Work task: Show every line of the data where the word "layers" can be found.

==================================================

//! Structured logging setup using tracing
//!
//! Console output plus optional JSON file logging with rotation.
//!
//! # Example
//!
//! ```no_run
//! use linkout::logging::init_logging;
//! use linkout::config::LoggingConfig;
//!
//! let config = LoggingConfig::default();
//! let _guard = init_logging("info", &config).expect("Failed to initialize logging");
//! ```

use crate::config::LoggingConfig;
use crate::domain::Result;
use tracing::Level;
use tracing_appender::non_blocking::WorkerGuard;
use tracing_appender::rolling::{RollingFileAppender, Rotation};
use tracing_subscriber::fmt::format::FmtSpan;
use tracing_subscriber::layer::SubscriberExt;
use tracing_subscriber::util::SubscriberInitExt;
use tracing_subscriber::{EnvFilter, Layer};

/// Guard that must be kept alive for the duration of the program
/// to ensure logs are flushed properly
pub struct LoggingGuard {
    _file_guard: Option<WorkerGuard>,
}

impl LoggingGuard {
    fn new(file_guard: Option<WorkerGuard>) -> Self {
        Self {
            _file_guard: file_guard,
        }
    }
}

/// Initialize the logging system based on configuration
///
/// Sets up a console layer plus, when local logging is enabled, a JSON
/// file layer with rotation.
///
/// # Arguments
///
/// * `log_level_str` - Log level as a string (trace, debug, info, warn, error)
/// * `config` - Logging configuration
///
/// # Returns
///
/// A `LoggingGuard` that must be kept alive for the duration of the program
pub fn init_logging(log_level_str: &str, config: &LoggingConfig) -> Result<LoggingGuard> {
    let log_level = parse_log_level(log_level_str)?;

    let env_filter = EnvFilter::try_from_default_env()
        .unwrap_or_else(|_| EnvFilter::new(format!("linkout={}", log_level)));

    let mut layers = Vec::new();

    // Console layer (always enabled)
    let console_layer = tracing_subscriber::fmt::layer()
        .with_target(true)
        .with_span_events(FmtSpan::CLOSE)
        .with_filter(env_filter.clone());

    layers.push(console_layer.boxed());

    // File logging layer (if enabled)
    let file_guard = if config.local_enabled {
        let rotation = match config.local_rotation.as_str() {
            "hourly" => Rotation::HOURLY,
            _ => Rotation::DAILY,
        };

        std::fs::create_dir_all(&config.local_path).map_err(|e| {
            crate::domain::LinkoutError::Configuration(format!(
                "Failed to create log directory {}: {}",
                config.local_path, e
            ))
        })?;

        let file_appender = RollingFileAppender::new(rotation, &config.local_path, "linkout.log");
        let (non_blocking, guard) = tracing_appender::non_blocking(file_appender);

        let file_layer = tracing_subscriber::fmt::layer()
            .json()
            .with_target(true)
            .with_span_events(FmtSpan::CLOSE)
            .with_writer(non_blocking)
            .with_filter(env_filter);

        layers.push(file_layer.boxed());
        Some(guard)
    } else {
        None
    };

    tracing_subscriber::registry().with(layers).init();

    tracing::info!(
        local_enabled = config.local_enabled,
        local_path = %config.local_path,
        "Logging initialized"
    );

    Ok(LoggingGuard::new(file_guard))
}

/// Parse log level from string
fn parse_log_level(level_str: &str) -> Result<Level> {
    match level_str.to_lowercase().as_str() {
        "trace" => Ok(Level::TRACE),
        "debug" => Ok(Level::DEBUG),
        "info" => Ok(Level::INFO),
        "warn" => Ok(Level::WARN),
        "error" => Ok(Level::ERROR),
        _ => Err(crate::domain::LinkoutError::Configuration(format!(
            "Invalid log level: {}. Must be one of: trace, debug, info, warn, error",
            level_str
        ))),
    }
}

==================================================

Exercise result:
    let mut layers = Vec::new();
    layers.push(console_layer.boxed());
        layers.push(file_layer.boxed());
    tracing_subscriber::registry().with(layers).init();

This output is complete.